▶ _What is expected_: Please repeat, from the entries that follow, the lines from the one containing "stress and maintain" through the one containing "isotretinoin is often" exactly, adding nothing.

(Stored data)
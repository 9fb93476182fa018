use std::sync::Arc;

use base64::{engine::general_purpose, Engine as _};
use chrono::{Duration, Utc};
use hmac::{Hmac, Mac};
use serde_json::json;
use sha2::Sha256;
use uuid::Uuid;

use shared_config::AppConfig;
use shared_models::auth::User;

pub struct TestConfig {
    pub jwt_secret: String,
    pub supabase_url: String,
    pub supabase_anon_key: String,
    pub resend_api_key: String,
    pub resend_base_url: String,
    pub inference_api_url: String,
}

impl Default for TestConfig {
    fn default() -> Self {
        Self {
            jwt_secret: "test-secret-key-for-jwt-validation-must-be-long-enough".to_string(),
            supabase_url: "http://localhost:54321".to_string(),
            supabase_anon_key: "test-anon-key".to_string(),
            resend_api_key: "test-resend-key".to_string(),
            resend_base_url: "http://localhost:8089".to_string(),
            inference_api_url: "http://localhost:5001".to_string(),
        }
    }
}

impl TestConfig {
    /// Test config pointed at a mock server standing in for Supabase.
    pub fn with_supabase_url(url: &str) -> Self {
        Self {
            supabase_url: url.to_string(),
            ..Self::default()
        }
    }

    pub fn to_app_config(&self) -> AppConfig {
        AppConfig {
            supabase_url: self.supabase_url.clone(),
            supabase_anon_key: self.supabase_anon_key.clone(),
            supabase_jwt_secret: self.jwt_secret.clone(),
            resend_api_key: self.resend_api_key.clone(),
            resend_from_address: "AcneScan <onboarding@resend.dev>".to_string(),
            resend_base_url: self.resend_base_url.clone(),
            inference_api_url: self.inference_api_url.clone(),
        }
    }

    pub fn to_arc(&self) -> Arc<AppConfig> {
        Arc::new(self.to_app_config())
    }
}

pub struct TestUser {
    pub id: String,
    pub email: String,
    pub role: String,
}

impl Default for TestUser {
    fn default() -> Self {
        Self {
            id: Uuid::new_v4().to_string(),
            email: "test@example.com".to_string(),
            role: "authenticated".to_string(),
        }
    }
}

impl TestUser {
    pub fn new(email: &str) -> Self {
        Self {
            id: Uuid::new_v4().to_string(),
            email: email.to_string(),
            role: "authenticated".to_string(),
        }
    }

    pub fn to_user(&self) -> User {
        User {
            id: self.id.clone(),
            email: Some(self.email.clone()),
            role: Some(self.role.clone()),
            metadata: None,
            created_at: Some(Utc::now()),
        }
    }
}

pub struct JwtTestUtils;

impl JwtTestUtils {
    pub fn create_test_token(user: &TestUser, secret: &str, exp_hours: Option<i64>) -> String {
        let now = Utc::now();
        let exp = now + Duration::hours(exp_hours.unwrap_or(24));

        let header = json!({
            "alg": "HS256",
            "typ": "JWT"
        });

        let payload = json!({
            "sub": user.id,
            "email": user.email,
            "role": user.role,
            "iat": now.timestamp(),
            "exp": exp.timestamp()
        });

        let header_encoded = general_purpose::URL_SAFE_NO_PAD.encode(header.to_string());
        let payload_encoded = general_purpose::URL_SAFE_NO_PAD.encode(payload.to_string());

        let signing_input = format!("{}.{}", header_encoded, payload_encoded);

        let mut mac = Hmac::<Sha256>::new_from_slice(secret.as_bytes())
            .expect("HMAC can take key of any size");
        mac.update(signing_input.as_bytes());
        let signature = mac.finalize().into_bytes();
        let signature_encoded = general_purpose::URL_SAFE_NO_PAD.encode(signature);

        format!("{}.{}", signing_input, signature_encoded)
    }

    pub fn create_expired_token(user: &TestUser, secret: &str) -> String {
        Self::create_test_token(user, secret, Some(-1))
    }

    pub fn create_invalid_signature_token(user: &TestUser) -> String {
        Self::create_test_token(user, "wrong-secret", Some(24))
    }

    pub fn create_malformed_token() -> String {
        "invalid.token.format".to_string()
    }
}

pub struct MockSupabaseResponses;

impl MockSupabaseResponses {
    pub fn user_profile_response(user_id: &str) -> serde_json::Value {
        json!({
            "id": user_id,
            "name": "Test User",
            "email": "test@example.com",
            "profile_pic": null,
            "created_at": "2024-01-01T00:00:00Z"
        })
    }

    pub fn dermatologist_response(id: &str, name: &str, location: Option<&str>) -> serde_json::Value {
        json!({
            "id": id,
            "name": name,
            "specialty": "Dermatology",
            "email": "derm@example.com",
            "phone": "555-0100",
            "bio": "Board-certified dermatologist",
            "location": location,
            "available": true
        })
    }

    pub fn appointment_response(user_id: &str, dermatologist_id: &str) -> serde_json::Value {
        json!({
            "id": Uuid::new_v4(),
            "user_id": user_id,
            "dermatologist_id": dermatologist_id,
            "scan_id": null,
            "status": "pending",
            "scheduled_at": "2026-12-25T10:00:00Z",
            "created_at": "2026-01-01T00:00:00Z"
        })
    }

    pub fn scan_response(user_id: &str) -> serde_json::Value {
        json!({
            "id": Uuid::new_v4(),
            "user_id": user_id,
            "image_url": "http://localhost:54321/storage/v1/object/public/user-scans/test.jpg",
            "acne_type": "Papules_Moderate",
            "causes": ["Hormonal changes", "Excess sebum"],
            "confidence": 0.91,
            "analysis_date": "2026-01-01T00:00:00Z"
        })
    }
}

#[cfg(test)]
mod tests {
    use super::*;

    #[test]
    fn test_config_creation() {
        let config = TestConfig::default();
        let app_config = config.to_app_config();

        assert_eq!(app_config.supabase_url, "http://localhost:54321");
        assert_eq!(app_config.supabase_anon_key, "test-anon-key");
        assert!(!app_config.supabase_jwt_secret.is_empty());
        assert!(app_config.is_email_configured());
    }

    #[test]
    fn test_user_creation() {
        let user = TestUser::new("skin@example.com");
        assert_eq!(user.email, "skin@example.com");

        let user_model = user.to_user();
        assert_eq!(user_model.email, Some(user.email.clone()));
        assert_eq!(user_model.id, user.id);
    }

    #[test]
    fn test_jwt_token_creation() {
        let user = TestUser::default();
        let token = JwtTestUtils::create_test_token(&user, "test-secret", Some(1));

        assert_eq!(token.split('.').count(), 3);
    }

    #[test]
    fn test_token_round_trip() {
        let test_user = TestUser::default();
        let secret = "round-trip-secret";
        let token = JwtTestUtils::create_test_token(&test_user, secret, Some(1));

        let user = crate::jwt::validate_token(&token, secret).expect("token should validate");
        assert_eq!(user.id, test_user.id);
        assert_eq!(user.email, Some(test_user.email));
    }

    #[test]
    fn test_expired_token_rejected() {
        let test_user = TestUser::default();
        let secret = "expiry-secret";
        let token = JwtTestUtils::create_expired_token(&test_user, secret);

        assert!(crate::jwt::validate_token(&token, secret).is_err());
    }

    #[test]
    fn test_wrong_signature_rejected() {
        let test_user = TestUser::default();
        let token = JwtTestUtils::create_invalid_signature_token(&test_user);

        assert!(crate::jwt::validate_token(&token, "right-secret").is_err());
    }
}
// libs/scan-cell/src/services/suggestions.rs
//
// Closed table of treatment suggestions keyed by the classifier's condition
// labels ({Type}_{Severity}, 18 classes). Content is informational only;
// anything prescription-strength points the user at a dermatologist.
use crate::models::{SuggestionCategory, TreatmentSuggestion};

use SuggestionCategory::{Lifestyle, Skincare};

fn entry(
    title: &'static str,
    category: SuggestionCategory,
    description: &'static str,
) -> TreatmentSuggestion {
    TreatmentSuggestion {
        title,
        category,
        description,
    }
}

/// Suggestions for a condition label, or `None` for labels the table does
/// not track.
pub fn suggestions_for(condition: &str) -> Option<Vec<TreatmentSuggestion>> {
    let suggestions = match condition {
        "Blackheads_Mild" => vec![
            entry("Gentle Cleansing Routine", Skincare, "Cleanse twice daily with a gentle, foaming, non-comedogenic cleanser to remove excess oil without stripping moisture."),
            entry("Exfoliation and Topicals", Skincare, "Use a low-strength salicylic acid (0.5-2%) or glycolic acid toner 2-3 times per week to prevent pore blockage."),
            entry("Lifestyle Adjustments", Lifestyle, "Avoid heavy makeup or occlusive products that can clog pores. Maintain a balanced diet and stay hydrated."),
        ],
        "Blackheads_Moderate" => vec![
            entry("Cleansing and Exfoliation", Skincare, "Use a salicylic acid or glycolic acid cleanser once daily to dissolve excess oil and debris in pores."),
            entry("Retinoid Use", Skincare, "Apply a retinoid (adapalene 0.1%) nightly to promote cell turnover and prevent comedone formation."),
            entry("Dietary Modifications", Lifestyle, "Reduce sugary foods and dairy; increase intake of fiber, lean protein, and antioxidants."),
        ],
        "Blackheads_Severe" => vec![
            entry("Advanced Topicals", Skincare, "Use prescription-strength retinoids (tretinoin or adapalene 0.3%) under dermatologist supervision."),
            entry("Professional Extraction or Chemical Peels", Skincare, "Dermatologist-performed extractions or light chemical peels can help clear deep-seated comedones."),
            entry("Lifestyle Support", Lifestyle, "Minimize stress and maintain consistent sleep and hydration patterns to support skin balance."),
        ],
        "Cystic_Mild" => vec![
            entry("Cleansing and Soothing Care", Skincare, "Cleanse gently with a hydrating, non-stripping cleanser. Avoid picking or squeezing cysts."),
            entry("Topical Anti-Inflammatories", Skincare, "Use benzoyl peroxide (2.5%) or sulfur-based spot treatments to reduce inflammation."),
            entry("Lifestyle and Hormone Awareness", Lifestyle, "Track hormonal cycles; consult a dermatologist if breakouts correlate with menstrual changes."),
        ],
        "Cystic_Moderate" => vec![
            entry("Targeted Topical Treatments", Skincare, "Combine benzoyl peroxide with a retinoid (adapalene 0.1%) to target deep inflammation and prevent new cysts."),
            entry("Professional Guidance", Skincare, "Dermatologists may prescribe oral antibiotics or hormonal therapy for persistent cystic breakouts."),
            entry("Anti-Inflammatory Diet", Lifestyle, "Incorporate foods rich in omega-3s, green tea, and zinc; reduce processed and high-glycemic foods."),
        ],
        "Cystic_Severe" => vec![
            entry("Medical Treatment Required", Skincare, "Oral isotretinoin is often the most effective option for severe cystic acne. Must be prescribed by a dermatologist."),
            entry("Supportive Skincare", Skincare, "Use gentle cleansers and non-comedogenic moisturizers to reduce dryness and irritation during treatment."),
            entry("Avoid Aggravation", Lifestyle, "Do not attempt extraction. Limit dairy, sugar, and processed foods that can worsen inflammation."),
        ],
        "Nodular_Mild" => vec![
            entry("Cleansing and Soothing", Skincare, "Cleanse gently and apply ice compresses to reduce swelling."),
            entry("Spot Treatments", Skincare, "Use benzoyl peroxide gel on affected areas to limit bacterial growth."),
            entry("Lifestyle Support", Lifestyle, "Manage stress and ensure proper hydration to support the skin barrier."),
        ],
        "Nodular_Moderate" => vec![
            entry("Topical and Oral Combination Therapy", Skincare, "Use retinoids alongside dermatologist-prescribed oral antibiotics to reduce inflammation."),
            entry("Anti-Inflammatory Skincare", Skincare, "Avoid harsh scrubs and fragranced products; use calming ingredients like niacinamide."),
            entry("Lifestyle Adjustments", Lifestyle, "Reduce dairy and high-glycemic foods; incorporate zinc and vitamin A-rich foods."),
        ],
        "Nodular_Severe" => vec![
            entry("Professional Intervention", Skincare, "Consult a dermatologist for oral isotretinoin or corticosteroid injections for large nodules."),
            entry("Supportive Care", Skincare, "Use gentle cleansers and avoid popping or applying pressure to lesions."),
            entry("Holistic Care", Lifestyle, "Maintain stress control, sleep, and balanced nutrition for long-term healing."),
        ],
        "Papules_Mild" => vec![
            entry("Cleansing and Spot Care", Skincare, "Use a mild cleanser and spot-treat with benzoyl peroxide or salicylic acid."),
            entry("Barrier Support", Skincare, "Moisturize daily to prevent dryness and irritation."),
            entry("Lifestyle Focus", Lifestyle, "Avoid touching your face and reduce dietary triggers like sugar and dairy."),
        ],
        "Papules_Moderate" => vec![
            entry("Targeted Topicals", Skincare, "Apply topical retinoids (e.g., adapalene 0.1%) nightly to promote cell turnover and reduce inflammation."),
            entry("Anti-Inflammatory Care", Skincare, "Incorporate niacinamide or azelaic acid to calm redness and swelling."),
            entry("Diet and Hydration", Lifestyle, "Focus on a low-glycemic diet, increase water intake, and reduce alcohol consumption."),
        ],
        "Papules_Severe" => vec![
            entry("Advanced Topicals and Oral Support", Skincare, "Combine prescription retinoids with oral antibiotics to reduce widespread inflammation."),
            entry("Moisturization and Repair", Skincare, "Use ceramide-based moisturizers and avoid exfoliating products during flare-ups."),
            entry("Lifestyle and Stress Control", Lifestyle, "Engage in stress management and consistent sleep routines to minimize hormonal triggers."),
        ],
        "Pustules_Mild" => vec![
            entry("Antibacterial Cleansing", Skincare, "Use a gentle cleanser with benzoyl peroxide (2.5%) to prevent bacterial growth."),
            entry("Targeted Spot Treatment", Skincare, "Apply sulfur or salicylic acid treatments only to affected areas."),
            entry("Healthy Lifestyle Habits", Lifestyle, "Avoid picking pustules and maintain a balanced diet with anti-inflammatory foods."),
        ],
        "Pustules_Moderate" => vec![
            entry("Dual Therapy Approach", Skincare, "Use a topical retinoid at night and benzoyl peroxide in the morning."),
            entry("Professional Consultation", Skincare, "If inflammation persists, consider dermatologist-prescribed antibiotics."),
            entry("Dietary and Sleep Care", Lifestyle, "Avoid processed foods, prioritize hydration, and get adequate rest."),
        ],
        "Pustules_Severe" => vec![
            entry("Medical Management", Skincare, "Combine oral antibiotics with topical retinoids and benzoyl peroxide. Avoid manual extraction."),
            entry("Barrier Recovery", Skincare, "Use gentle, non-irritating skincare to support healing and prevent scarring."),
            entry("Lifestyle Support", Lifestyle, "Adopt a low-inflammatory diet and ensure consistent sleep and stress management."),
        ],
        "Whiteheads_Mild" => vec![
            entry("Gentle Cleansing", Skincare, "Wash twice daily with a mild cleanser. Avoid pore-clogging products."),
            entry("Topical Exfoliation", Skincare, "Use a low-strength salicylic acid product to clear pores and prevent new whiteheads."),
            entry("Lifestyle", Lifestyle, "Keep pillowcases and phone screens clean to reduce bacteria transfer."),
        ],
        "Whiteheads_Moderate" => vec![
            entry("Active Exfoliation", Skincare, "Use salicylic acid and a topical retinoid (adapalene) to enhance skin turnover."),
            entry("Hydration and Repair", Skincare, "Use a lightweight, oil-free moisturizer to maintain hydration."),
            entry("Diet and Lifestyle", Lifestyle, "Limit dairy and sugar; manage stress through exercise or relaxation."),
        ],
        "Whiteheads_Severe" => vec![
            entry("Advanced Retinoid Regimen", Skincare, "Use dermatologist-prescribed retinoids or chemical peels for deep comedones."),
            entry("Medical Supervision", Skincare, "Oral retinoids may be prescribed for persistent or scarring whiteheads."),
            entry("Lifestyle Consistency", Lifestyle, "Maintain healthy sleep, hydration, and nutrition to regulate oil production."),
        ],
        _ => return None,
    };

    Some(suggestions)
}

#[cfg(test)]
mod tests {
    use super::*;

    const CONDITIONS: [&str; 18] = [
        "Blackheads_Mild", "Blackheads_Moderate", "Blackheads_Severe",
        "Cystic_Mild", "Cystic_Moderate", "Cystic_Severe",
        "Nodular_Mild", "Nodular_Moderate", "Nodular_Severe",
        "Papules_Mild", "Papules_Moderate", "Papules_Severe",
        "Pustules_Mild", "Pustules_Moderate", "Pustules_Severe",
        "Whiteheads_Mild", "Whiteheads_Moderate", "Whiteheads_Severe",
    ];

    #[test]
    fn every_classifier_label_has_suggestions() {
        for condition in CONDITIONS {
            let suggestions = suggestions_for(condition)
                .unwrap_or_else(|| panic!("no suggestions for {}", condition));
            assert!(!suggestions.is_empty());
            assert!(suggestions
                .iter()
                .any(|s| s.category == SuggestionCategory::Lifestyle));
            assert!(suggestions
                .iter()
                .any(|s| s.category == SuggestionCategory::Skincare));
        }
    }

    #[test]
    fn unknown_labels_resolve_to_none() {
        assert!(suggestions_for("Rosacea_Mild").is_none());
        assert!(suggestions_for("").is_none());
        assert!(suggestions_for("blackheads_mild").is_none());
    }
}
...
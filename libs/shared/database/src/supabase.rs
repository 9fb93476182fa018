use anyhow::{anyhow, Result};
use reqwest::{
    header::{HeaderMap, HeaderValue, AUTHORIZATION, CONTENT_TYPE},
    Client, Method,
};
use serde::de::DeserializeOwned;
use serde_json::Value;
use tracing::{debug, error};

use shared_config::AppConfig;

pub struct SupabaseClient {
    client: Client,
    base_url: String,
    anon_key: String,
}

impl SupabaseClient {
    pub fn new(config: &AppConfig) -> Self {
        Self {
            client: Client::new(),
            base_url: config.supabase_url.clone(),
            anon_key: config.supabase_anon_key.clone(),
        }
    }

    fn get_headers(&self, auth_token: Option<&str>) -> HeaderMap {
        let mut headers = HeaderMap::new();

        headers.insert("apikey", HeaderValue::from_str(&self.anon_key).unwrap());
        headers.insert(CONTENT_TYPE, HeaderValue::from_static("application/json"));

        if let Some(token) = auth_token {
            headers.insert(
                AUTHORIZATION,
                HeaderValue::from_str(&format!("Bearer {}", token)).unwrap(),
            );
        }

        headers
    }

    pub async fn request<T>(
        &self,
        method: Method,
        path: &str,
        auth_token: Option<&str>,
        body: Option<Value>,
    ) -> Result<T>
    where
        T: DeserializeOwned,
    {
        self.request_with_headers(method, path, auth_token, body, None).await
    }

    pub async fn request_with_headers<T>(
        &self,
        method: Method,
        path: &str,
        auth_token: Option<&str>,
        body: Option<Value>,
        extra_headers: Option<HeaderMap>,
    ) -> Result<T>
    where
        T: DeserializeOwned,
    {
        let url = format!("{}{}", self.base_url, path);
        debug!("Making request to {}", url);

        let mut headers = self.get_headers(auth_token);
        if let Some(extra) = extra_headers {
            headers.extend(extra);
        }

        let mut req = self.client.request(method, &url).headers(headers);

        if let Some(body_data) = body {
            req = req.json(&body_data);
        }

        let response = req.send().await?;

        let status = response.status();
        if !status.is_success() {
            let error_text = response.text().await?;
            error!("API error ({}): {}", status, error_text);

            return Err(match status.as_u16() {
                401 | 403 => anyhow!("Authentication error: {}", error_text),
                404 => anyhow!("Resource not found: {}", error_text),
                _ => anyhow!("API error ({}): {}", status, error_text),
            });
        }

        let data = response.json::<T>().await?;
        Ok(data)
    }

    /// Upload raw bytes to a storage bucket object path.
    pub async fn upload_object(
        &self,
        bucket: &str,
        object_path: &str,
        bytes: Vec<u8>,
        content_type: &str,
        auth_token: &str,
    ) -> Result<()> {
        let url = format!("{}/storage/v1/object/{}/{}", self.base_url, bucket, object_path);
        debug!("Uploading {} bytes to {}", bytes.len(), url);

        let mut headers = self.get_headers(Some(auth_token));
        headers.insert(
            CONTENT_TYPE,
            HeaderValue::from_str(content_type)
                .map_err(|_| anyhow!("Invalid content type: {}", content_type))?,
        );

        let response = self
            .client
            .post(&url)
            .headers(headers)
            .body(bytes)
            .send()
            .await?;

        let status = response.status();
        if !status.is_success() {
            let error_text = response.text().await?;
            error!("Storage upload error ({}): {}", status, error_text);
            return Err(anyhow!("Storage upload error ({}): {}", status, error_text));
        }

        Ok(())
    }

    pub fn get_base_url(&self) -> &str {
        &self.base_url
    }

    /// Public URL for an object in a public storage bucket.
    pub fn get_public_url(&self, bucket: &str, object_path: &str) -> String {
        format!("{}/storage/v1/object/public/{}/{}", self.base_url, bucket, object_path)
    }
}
==
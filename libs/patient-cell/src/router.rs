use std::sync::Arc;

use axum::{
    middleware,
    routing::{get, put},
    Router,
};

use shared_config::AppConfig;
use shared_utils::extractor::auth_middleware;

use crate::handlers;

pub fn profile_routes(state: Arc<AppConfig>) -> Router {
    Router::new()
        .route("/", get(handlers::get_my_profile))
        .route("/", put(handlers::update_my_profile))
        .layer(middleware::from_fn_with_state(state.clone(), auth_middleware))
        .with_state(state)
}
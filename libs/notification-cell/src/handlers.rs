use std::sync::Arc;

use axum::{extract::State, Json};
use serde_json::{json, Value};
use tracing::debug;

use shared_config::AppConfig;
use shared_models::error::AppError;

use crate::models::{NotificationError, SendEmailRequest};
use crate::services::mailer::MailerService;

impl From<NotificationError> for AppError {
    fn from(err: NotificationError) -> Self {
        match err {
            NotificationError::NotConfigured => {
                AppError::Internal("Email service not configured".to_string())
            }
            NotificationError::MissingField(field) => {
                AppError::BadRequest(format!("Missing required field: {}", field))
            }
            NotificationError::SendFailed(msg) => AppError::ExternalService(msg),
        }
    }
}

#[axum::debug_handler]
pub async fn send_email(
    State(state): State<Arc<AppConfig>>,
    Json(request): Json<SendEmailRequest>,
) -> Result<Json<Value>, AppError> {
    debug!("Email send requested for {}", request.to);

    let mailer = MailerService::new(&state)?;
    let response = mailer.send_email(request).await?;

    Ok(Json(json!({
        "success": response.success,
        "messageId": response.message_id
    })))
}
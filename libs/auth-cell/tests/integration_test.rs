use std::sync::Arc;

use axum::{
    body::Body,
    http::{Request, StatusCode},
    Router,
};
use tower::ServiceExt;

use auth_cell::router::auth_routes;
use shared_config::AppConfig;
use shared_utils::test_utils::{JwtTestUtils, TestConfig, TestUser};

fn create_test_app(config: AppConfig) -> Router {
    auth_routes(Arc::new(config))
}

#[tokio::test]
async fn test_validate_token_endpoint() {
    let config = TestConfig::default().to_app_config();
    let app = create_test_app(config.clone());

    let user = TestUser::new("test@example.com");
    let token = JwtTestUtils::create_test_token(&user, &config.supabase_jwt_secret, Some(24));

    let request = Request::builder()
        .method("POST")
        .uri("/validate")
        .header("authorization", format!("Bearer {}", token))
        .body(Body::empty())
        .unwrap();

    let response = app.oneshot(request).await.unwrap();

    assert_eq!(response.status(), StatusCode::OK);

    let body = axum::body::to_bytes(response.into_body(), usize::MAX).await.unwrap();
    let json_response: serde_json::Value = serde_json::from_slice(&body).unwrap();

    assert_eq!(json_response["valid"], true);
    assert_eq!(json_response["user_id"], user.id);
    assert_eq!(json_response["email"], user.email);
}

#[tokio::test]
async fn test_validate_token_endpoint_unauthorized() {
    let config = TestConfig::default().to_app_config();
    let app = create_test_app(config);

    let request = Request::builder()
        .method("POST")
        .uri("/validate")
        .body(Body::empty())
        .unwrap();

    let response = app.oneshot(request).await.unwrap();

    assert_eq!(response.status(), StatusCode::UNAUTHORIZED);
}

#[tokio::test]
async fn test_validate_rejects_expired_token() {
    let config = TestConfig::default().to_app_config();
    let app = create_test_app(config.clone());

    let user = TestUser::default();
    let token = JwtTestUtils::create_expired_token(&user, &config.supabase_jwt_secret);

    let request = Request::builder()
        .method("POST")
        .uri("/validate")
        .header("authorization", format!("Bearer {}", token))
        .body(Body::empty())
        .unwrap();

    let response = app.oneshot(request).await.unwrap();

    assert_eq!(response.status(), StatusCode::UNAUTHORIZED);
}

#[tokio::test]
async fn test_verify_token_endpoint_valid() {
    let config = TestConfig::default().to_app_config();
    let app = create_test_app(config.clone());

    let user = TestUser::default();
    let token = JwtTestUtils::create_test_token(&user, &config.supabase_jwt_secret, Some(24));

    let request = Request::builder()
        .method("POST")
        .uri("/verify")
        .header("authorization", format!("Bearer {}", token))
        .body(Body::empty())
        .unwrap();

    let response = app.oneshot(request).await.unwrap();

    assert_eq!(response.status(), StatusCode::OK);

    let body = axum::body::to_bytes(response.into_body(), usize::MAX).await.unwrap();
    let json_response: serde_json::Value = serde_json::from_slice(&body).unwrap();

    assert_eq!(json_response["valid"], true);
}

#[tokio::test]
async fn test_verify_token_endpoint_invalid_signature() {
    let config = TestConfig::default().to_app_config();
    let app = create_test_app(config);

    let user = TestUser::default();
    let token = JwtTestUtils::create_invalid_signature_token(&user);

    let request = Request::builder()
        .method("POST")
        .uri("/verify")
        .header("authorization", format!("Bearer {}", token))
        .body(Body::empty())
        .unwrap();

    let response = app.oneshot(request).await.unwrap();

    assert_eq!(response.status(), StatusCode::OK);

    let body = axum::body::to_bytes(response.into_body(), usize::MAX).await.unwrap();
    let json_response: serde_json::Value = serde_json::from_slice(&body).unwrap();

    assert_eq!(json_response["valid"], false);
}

▶ _Answer_:
            entry("Lifestyle Support", Lifestyle, "Minimize stress and maintain consistent sleep and hydration patterns to support skin balance."),
        ],
        "Cystic_Mild" => vec![
            entry("Cleansing and Soothing Care", Skincare, "Cleanse gently with a hydrating, non-stripping cleanser. Avoid picking or squeezing cysts."),
            entry("Topical Anti-Inflammatories", Skincare, "Use benzoyl peroxide (2.5%) or sulfur-based spot treatments to reduce inflammation."),
            entry("Lifestyle and Hormone Awareness", Lifestyle, "Track hormonal cycles; consult a dermatologist if breakouts correlate with menstrual changes."),
        ],
        "Cystic_Moderate" => vec![
            entry("Targeted Topical Treatments", Skincare, "Combine benzoyl peroxide with a retinoid (adapalene 0.1%) to target deep inflammation and prevent new cysts."),
            entry("Professional Guidance", Skincare, "Dermatologists may prescribe oral antibiotics or hormonal therapy for persistent cystic breakouts."),
            entry("Anti-Inflammatory Diet", Lifestyle, "Incorporate foods rich in omega-3s, green tea, and zinc; reduce processed and high-glycemic foods."),
        ],
        "Cystic_Severe" => vec![
            entry("Medical Treatment Required", Skincare, "Oral isotretinoin is often the most effective option for severe cystic acne. Must be prescribed by a dermatologist."),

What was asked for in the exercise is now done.